▶ YOUR ASSIGNMENT: Only the opening lines of the listing, through the one with "use async_trait::async_trait;", are to be retyped, each exactly as it stands.

▶ INFORMATION PROVIDED:
++++

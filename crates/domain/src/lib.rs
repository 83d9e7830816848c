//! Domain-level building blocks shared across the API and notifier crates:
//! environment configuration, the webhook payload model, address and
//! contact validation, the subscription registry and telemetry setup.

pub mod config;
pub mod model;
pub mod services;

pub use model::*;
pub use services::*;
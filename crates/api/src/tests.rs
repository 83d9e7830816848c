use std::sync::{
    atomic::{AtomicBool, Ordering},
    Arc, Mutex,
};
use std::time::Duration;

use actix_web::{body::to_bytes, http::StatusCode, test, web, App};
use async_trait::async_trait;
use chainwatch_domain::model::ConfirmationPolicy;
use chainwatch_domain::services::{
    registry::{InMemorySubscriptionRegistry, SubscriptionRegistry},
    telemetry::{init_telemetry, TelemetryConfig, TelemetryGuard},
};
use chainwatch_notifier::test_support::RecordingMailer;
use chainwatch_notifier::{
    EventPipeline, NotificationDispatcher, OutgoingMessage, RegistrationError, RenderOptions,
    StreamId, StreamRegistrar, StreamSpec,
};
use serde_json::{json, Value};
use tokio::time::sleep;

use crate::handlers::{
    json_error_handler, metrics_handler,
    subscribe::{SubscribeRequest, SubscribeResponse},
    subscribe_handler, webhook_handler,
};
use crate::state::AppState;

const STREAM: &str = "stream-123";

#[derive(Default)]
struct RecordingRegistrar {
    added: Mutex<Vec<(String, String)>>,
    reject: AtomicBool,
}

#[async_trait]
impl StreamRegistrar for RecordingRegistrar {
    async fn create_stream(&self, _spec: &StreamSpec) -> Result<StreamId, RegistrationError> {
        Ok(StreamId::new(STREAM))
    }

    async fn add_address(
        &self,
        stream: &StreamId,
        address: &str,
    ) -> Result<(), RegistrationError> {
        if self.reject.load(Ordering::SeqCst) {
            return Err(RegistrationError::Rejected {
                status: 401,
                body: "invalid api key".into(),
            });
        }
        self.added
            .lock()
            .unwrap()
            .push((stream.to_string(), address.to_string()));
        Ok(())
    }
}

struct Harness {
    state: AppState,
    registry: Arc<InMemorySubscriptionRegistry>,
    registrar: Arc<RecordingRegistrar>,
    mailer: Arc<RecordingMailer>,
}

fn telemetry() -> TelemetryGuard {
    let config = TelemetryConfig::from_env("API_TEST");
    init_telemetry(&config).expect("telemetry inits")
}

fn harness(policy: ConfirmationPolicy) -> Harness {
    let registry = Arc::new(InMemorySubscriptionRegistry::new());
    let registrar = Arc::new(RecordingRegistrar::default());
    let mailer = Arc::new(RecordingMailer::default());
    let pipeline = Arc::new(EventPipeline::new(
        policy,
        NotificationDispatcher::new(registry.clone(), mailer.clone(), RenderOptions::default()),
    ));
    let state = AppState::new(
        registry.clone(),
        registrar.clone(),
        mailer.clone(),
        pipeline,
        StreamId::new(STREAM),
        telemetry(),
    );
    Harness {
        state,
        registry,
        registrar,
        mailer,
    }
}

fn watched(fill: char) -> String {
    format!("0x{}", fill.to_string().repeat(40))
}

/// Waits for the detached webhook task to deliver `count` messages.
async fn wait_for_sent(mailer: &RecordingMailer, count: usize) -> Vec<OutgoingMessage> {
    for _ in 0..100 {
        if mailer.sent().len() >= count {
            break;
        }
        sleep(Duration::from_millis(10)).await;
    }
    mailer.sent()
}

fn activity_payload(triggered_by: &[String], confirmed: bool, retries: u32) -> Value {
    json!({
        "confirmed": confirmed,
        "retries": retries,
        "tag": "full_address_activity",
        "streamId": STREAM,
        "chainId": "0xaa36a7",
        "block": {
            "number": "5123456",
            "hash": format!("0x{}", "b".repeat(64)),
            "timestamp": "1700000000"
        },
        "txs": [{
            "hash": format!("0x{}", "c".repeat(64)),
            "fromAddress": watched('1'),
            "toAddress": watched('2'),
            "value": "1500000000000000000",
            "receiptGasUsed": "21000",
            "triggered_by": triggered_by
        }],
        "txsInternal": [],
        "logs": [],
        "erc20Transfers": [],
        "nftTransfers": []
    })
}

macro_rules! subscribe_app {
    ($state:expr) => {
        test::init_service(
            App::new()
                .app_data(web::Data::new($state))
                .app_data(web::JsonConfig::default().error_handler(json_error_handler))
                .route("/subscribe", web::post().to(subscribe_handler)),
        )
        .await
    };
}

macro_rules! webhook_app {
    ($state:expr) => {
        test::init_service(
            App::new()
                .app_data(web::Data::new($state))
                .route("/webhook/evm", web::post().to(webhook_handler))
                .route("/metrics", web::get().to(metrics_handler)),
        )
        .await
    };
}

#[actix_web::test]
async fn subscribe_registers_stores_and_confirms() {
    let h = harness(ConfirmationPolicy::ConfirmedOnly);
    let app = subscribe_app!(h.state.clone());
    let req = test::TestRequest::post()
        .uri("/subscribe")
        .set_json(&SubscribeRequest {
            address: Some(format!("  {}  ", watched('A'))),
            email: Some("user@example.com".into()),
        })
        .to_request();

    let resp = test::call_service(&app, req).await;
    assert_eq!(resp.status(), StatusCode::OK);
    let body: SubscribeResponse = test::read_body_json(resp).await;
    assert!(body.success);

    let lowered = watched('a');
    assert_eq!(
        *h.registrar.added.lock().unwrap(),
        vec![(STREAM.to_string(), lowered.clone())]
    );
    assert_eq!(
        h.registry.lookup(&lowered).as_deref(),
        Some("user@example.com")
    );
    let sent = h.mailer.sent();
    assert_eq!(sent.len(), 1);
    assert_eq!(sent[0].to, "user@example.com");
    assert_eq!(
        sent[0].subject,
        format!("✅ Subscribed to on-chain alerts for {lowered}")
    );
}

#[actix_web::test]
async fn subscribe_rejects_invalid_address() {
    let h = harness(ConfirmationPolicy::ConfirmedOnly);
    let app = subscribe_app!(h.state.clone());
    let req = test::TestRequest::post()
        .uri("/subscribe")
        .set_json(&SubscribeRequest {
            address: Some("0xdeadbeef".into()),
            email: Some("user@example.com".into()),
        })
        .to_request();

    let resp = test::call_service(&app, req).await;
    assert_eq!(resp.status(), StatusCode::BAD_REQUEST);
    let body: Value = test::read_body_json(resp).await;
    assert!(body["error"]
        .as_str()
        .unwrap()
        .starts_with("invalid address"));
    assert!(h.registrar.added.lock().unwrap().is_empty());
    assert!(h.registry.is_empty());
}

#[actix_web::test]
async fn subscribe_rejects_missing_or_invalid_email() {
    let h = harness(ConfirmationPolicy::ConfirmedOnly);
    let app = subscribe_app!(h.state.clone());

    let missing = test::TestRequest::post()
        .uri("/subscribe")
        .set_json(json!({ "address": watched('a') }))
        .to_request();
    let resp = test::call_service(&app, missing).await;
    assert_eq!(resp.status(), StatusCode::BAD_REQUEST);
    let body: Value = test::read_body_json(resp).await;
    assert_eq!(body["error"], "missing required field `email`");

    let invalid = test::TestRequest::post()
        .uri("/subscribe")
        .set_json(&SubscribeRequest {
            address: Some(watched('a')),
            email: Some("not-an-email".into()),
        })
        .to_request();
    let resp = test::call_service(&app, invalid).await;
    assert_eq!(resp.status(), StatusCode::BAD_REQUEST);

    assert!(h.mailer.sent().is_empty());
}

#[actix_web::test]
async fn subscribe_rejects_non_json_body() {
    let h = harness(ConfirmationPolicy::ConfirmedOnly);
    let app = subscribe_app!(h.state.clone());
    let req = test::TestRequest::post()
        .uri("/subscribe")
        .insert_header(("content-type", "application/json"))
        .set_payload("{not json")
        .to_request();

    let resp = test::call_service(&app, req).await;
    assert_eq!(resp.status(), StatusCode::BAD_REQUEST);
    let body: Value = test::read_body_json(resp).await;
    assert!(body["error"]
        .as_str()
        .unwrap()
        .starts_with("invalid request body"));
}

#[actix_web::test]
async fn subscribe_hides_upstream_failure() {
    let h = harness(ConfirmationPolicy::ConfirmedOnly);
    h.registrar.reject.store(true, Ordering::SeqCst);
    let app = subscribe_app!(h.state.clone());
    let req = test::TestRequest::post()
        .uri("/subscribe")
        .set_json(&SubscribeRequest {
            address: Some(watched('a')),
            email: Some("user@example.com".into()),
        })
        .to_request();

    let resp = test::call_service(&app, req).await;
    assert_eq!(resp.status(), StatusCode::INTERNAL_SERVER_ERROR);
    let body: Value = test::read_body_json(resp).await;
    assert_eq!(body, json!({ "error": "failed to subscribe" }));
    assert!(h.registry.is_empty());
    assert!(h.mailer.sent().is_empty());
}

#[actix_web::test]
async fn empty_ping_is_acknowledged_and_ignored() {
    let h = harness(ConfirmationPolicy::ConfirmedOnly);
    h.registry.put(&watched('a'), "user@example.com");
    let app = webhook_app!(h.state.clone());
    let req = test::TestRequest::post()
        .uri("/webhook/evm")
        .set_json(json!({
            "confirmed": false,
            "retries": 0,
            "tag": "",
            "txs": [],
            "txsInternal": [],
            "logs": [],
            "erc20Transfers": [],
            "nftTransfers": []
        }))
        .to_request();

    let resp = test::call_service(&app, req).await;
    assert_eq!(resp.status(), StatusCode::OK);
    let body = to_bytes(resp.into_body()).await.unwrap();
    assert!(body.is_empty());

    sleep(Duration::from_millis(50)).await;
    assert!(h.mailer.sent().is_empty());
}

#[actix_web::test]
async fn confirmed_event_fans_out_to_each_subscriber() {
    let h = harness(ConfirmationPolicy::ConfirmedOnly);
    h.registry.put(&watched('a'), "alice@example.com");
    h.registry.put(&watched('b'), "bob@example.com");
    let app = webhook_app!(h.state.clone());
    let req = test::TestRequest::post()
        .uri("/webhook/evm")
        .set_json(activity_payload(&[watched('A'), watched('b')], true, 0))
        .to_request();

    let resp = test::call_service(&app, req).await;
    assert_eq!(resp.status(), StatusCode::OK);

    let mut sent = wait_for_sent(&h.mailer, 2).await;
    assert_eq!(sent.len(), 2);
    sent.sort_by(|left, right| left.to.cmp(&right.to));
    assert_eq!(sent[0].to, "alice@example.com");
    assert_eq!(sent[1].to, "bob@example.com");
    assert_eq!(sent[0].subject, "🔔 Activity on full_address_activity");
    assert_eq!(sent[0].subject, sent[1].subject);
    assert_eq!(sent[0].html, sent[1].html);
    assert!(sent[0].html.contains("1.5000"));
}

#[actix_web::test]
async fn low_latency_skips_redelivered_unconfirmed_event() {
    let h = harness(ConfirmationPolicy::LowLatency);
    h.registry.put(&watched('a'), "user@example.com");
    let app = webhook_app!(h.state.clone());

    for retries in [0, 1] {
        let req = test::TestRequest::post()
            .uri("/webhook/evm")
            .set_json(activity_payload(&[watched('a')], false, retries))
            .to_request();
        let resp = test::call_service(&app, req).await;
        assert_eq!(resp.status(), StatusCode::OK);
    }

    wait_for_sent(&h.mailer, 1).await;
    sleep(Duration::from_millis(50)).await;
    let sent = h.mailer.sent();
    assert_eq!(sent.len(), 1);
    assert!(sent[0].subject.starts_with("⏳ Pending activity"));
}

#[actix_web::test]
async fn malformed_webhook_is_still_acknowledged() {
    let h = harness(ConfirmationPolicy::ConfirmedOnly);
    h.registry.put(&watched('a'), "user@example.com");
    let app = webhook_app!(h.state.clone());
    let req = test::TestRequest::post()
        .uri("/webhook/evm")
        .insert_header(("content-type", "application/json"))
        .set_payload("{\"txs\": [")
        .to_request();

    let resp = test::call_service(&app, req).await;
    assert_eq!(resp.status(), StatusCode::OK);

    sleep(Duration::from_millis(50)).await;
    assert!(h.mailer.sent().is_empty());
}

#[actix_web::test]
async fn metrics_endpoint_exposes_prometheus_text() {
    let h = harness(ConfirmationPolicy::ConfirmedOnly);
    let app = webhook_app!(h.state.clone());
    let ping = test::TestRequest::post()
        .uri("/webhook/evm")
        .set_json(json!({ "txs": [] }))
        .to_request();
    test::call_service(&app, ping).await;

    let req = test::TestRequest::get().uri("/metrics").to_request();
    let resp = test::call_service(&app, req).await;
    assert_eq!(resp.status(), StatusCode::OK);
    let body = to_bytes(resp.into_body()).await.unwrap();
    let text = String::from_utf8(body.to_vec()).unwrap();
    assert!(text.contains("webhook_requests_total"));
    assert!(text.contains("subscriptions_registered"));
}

++++

▶ SOLUTION:
filename crates/domain/src/lib.rs
repository 83d9e7830816848c
//! Domain-level building blocks shared across the API and notifier crates:
//! environment configuration, the webhook payload model, address and
//! contact validation, the subscription registry and telemetry setup.

pub mod config;
pub mod model;
pub mod services;

pub use model::*;
pub use services::*;
filename crates/api/src/tests.rs
repository 83d9e7830816848c
use std::sync::{
    atomic::{AtomicBool, Ordering},
    Arc, Mutex,
};
use std::time::Duration;

use actix_web::{body::to_bytes, http::StatusCode, test, web, App};
use async_trait::async_trait;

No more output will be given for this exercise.